A study that supports the controversial link between chronic fatigue syndrome and a new type of virus has been blocked from being published in a leading scientific journal even though it had been accepted for publication by its editors. The study, by virologists working for the US Government's Food and Drug Administration (FDA), is believed to support earlier findings published last October claiming that patients with the syndrome, also known as ME, are likely to be infected with a virus called XMRV, which some scientists believe may trigger the condition.
However, American government officials have persuaded the journal, the Proceedings of the National Academy of Sciences, to hold off from publishing the scientific paper because it contradicted a second study by other government scientists at the Centres for Disease Control and Prevention (CDC), which like the FDA is also an arm of the US Department of Health and Human Services.
The CDC study did not find evidence for the presence of XMRV in patients with chronic fatigue syndrome, which led officials to postpone the paper's publication until the two government groups could clarify the discrepancy. However, the CDC paper has been published online by the journal Retrovirology after intervention by senior virologists concerned about it being held up.
Patients' groups fear there has been a conspiracy to suppress data in support of the idea that chronic fatigue syndrome is caused by a viral infection. However, scientists who have seen the FDA study have told The Independent that it is seriously flawed and should not be published in its present form because it cannot support its assertion of a link between chronic fatigue syndrome and XMRV.
Chronic fatigue syndrome affects about three in every 1,000 people – some 250,000 Britons – and results in severe physical and mental exhaustion. For many years it went unrecognised as a genuine medical condition and many doctors today would say that it has a psychological as well as a physical basis, but few believe it is caused solely by a viral infection.
However, last October the journal Science published dramatic findings suggesting that XMRV – murine leukaemia virus-related virus – could be infecting the vast majority of chronic fatigue patients. The work was carried out by a team led by Judy Mikovits, director of research at the Whittemore Peterson Institute in Reno, Nevada, who said that the discovery of a viral cause of the condition could revolutionise the treatment of ME.
Nevertheless, several attempts to replicate the findings by Dr Mikovits failed to establish a link between XMRV and the condition.
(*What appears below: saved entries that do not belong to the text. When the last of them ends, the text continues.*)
//! The job runners bundled with the worker, and the processing graph that
//! relates their job types.

mod split_names;

pub use split_names::*;

use anyhow::Result;
use viewer_core::{
    data::{InputType, ProcessingGraph, ProcessingStep},
    job::JobRunnerRegistry,
};

use crate::inspector::DatasetInspector;

/// The processing graph of the bundled runners
pub fn default_processing_graph() -> Result<ProcessingGraph> {
    ProcessingGraph::new(vec![ProcessingStep::new(
        SPLIT_NAMES_FROM_STREAMING,
        InputType::Config,
    )])
}

/// A registry holding every bundled runner, reading datasets through
/// `inspector` with `hf_token` when one is given.
pub fn default_registry<I>(inspector: I, hf_token: Option<String>) -> Result<JobRunnerRegistry>
where
    I: DatasetInspector + 'static,
{
    JobRunnerRegistry::new().with_runner(SplitNamesFromStreamingJobRunner::new(inspector, hf_token))
}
Two groups in Britain and one in the Netherlands published studies showing no links to the virus, and three other groups, two in the US and one in Europe, have reported negative findings at conferences.
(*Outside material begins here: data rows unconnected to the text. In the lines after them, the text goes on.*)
use anyhow::{anyhow, Result};
use std::collections::BTreeMap;
use viewer_core::{
    data::{InputType, JobIdentity, JobType, ProcessingGraph},
    error::ErrorEnvelope,
};
use viewer_worker::runners::SPLIT_NAMES_FROM_STREAMING;

use crate::extractors::QueryParams;

/// The public endpoints and, for each of them, the job types whose cached
/// responses may answer it, in order of preference.
#[derive(Debug, Clone, PartialEq, Eq)]
pub struct EndpointConfig {
    /// Endpoint path to job types
    pub endpoints: BTreeMap<String, Vec<JobType>>,
}

impl Default for EndpointConfig {
    fn default() -> Self {
        EndpointConfig {
            endpoints: BTreeMap::from([
                (
                    "/split-names-from-streaming".to_owned(),
                    vec![JobType::from(SPLIT_NAMES_FROM_STREAMING)],
                ),
                (
                    "/splits".to_owned(),
                    vec![JobType::from(SPLIT_NAMES_FROM_STREAMING)],
                ),
            ]),
        }
    }
}

#[derive(Debug, Clone)]
struct EndpointSteps {
    input_type: InputType,
    steps: Vec<JobType>,
}

/// Parameters that passed validation for an endpoint: everything its input
/// type requires is present and non-empty.
#[derive(Debug, Clone, PartialEq, Eq)]
pub struct DatasetParams {
    /// The dataset, always present
    pub dataset: String,
    /// Present when the endpoint works at config or split level
    pub config: Option<String>,
    /// Present when the endpoint works at split level
    pub split: Option<String>,
}

/// Resolves public endpoints to the job types that serve them, and checks
/// request parameters against what those job types require.
#[derive(Debug, Clone)]
pub struct EndpointStepMapping {
    endpoints: BTreeMap<String, EndpointSteps>,
}

impl EndpointStepMapping {
    /// Build the mapping of `config`. Every job type must be a step of
    /// `graph`, and all the steps of one endpoint must share an input type.
    pub fn new(config: &EndpointConfig, graph: &ProcessingGraph) -> Result<Self> {
        let mut endpoints = BTreeMap::new();

        for (endpoint, job_types) in &config.endpoints {
            let mut input_types = job_types.iter().map(|job_type| {
                graph
                    .step(job_type)
                    .map(|step| step.input_type)
                    .ok_or_else(|| anyhow!("Endpoint {endpoint} names unknown job type {job_type}"))
            });

            let input_type = input_types
                .next()
                .ok_or_else(|| anyhow!("Endpoint {endpoint} has no processing step"))??;
            for other in input_types {
                if other? != input_type {
                    return Err(anyhow!("The steps of endpoint {endpoint} mix input types"));
                }
            }

            endpoints.insert(
                endpoint.clone(),
                EndpointSteps {
                    input_type,
                    steps: job_types.clone(),
                },
            );
        }

        Ok(EndpointStepMapping { endpoints })
    }

    fn get(&self, endpoint: &str) -> Result<&EndpointSteps, ErrorEnvelope> {
        self.endpoints.get(endpoint).ok_or_else(|| {
            ErrorEnvelope::validation(format!("The endpoint '{endpoint}' does not exist"))
        })
    }

    /// Every mapped endpoint
    pub fn endpoints(&self) -> impl Iterator<Item = &str> {
        self.endpoints.keys().map(String::as_str)
    }

    /// The job types serving `endpoint`, in order of preference
    pub fn steps_for(&self, endpoint: &str) -> Result<&[JobType], ErrorEnvelope> {
        Ok(&self.get(endpoint)?.steps)
    }

    /// The parameters `endpoint` requires
    pub fn required_params(&self, endpoint: &str) -> Result<InputType, ErrorEnvelope> {
        Ok(self.get(endpoint)?.input_type)
    }

    /// Check `params` against what `endpoint` requires. Parameters the
    /// endpoint does not use are dropped.
    pub fn validate(
        &self,
        endpoint: &str,
        params: QueryParams,
    ) -> Result<DatasetParams, ErrorEnvelope> {
        let input_type = self.required_params(endpoint)?;

        fn required(name: &str, value: Option<String>) -> Result<String, ErrorEnvelope> {
            value.ok_or_else(|| {
                ErrorEnvelope::validation(format!("Parameter '{name}' is required"))
            })
        }

        let dataset = required("dataset", params.dataset)?;
        let config = match input_type.requires_config() {
            true => Some(required("config", params.config)?),
            false => None,
        };
        let split = match input_type.requires_split() {
            true => Some(required("split", params.split)?),
            false => None,
        };

        Ok(DatasetParams {
            dataset,
            config,
            split,
        })
    }

    /// The identity of the `job_type` step of `endpoint` for validated
    /// `params`
    pub fn identity_for(
        &self,
        endpoint: &str,
        job_type: &JobType,
        params: &DatasetParams,
    ) -> Result<JobIdentity, ErrorEnvelope> {
        let input_type = self.required_params(endpoint)?;
        let identity = match (input_type, &params.config, &params.split) {
            (InputType::Dataset, _, _) => {
                JobIdentity::dataset(job_type.clone(), params.dataset.as_str())
            }
            (InputType::Config, Some(config), _) => {
                JobIdentity::config(job_type.clone(), params.dataset.as_str(), config.as_str())
            }
            (InputType::Split, Some(config), Some(split)) => JobIdentity::split(
                job_type.clone(),
                params.dataset.as_str(),
                config.as_str(),
                split.as_str(),
            ),
            _ => {
                return Err(ErrorEnvelope::validation(format!(
                    "Parameters do not match the requirements of {endpoint}"
                )))
            }
        };
        Ok(identity)
    }
}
But in May, at a blood safety meeting in the Croatian capital of Zagreb, a respected virologist, Harvey Alter of the US National Institutes of Health Clinical Centre, gave a talk where he told the audience that he and his colleagues have independently confirmed the Mikovits' study, which is "extremely strong and likely [to be] true".
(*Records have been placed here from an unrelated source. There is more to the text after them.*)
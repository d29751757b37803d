use anyhow::Result;
use axum::{
    http::{HeaderValue, Method},
    routing::get,
    Router,
};
use std::{net::TcpListener, sync::Arc};
use tower_http::{
    cors::{Any, CorsLayer},
    trace::TraceLayer,
};
use url::Url;
use viewer_core::{
    cache::{MemoryCache, ResponseCache},
    job::{JobClient, JobRunnerRegistry},
};
use viewer_worker::{
    inspector::HubInspector,
    runners::{default_processing_graph, default_registry},
    start_worker_queue, JobExecutor,
};

use crate::{
    authority::AccessGate,
    endpoint::{EndpointConfig, EndpointStepMapping},
    handlers::{endpoint_route, healthcheck_route},
    ApiConfig, MaxAge,
};

/// The shared, read-only state of every request handler
pub struct ApiState<C, J>
where
    C: ResponseCache,
    J: JobClient,
{
    pub mapping: Arc<EndpointStepMapping>,
    pub gate: AccessGate,
    pub registry: JobRunnerRegistry,
    pub cache: C,
    pub job_client: J,
    pub max_age: MaxAge,
}

impl<C, J> Clone for ApiState<C, J>
where
    C: ResponseCache,
    J: JobClient,
{
    fn clone(&self) -> Self {
        ApiState {
            mapping: self.mapping.clone(),
            gate: self.gate.clone(),
            registry: self.registry.clone(),
            cache: self.cache.clone(),
            job_client: self.job_client.clone(),
            max_age: self.max_age,
        }
    }
}

/// Route `/healthcheck` and every mapped endpoint to their handlers
pub fn build_router<C, J>(state: ApiState<C, J>, cors_origin: Option<&Url>) -> Result<Router>
where
    C: ResponseCache + 'static,
    J: JobClient + 'static,
{
    let mut cors = CorsLayer::new();

    if let Some(cors_origin) = cors_origin {
        cors = cors
            .allow_origin(
                cors_origin
                    .origin()
                    .unicode_serialization()
                    .as_str()
                    .parse::<HeaderValue>()?,
            )
            .allow_headers(Any)
            .allow_methods(vec![Method::GET, Method::HEAD, Method::OPTIONS])
            .expose_headers(Any);
    }

    let mut app = Router::new().route("/healthcheck", get(healthcheck_route));
    for endpoint in state.mapping.endpoints() {
        app = app.route(endpoint, get(endpoint_route::<C, J>));
    }

    Ok(app
        .layer(cors)
        .layer(TraceLayer::new_for_http())
        .with_state(state))
}

/// Serve the API on `listener` until the server stops
pub async fn start_gateway<C, J>(
    listener: TcpListener,
    state: ApiState<C, J>,
    cors_origin: Option<&Url>,
) -> Result<()>
where
    C: ResponseCache + 'static,
    J: JobClient + 'static,
{
    let app = build_router(state, cors_origin)?;

    listener.set_nonblocking(true)?;
    let listener = tokio::net::TcpListener::from_std(listener)?;

    info!("Dataset viewer API listening on {}", listener.local_addr()?);

    axum::serve(listener, app).await?;

    Ok(())
}

/// Start the workers and the API described by `config`, with an in-memory
/// response cache shared by both
pub async fn serve(config: ApiConfig) -> Result<()> {
    let inspector = HubInspector::new(&config.hf_endpoint, config.hub_timeout)?;
    let registry = default_registry(inspector, config.hf_token.clone())?;
    let graph = default_processing_graph()?;
    let mapping = EndpointStepMapping::new(&EndpointConfig::default(), &graph)?;
    let cache = MemoryCache::default();

    let executor = JobExecutor::new(registry.clone(), graph, cache.clone());
    let job_client = start_worker_queue(executor, &config.workers)?;

    let gate = match &config.authority {
        Some(authority) => AccessGate::new(authority, config.unreachable_policy)?,
        None => {
            warn!("Access to datasets is not checked");
            AccessGate::disabled()
        }
    };

    let state = ApiState {
        mapping: Arc::new(mapping),
        gate,
        registry,
        cache,
        job_client,
        max_age: config.max_age,
    };

    let listener = TcpListener::bind((config.interface, config.port))?;
    start_gateway(listener, state, config.cors_origin.as_ref()).await
}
It is this study, led by Shyh-Ching Lo of the FDA laboratory in Bethesda, near Washington DC, that was submitted to and initially accepted by the Proceedings of the National Academy of Sciences. However, when officials from the Department of Health and Human Services heard about it they took fright that it would contradict the only other American study into XMRV and the syndrome that was ready for publication, according to sources.
William Switzer of the CDC failed to find any evidence for the presence of XMRV in 51 patients with chronic fatigue syndrome and a similar number of healthy people. "These data do not support an association of XMRV with [chronic fatigue syndrome]," the researchers concluded in their paper published in the journal Retrovirology.
Dr Mikovits said that the study was flawed because it failed to use patients that had been formally diagnosed with chronic fatigue syndrome and it failed to use "positive controls" in the form of blood from people who were known to be diagnosed with XMRV infection.
"We've now got more than 1,000 individual patients from around the world in whom we've detected and isolated the virus ... no, I haven't changed my mind on this," Dr Mikovits said.
XMRV was originally found in men suffering from prostate cancer and it was this discovery that led Dr Mikovits and her collaborators at the US National Institutes of Health to test blood samples stored from patients with chronic fatigue syndrome.
Shelly Burgess of Proceedings of the National Academy of Sciences said: "The FDA/NIH paper has not yet been accepted for publication. The paper is currently undergoing a rigorous scientific review process."
The FDA declined to comment.
ME: the facts

* Chronic fatigue syndrome, or ME as it is often called, affects about 250,000 people in Britain and is estimated to have blighted the lives of some 17 million people worldwide.
* It was originally known by the derogatory term "yuppie flu" and was dismissed by many medical authorities as not a genuine condition with a physical basis.
* The condition seems to affect more people in their 40s and 50s although it can affect children and adolescents. More women than men report having the symptoms which can range from relatively mild tiredness to severe physical and mental exhaustion.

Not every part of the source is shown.